One thing a Regency man (or woman) never took for granted was their horse.

So its natural that the horse spawned a whole new field of study in England.

According to the Royal Veterinary College history, the famous Georgian racehorse Eclipse was responsible for the desire to learn about the success of the horse and his cause of death.  Without a veterinary college or a designated expert, the Crown called on Frenchman Charles Benoit Vial de St. Bel to perform an autopsy.  Veterinary medicine had already been established on the continent some 20 years before, but evidently had had little interest in the UK until the famous horse drew his last breath.

As it happens, Vial de St. Bel was in England stomping for support to start a veterinary college in affiliation with the Odiham Agricultural Society.

The first four students attended The Royal Veterinary College in 1792.  With the patronage of King George, they eventually received their Charter of Incorporation by Queen Victoria in 1875.

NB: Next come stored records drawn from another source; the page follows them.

//! # Access
//!
//! Who may write a document, and what the write grants.
//!
//! - [`AuthorizationDecision`] resolves the channels, roles, and users an
//!   operation requires and enforces them through the host
//! - [`resolve_assignments`] and [`document_channels`] compute the grants
//!   an accepted write hands back to the host
//! - [`SyncHost`] is the seam to the document store; [`RecordingHost`] is
//!   the in-process implementation used by the CLI and tests

mod assignments;
mod authorization;
mod errors;
mod host;

pub use assignments::{
    document_channels, prefix_roles, resolve_assignments, AccessGrant, AssignmentPlan, RoleGrant,
    ROLE_PREFIX,
};
pub use authorization::AuthorizationDecision;
pub use errors::{AccessError, AccessResult};
pub use host::{HostUser, RecordingHost, SyncHost, PUBLIC_CHANNEL};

During the Regency years, the initial college focus as an infirmary and working stables started to evolve into a more scientific approach into animal medicine.

No doubt influenced by field medicine during the Napoleanic Wars and further spurred by the insatiable love of the Regency men and women for their horses, the College would go on to assist with epidemics like cattle plague.

Before veterinary medicine was officially established, the responsibility for animal care was laid at the fit of skilled tradesmen and farmers to mete out cures.  Farriers, the equine shoemaker, were often called to also diagnose and attend illnesses in horses.

Like the midwife, farriers were often born into the trade and undoubtedly maintained a wealth of knowledge through practice and oral tradition.

The institutionalization of animal medicine perhaps foresaw the decline of dependence on the horse for transit which would have had a ripple economic effect on many skilled tradesworkers and merchants dependent on the horse industry.

The shift, too, from gentry to the labor force during industrilization no doubt made new innovations in medicine and sciences possible.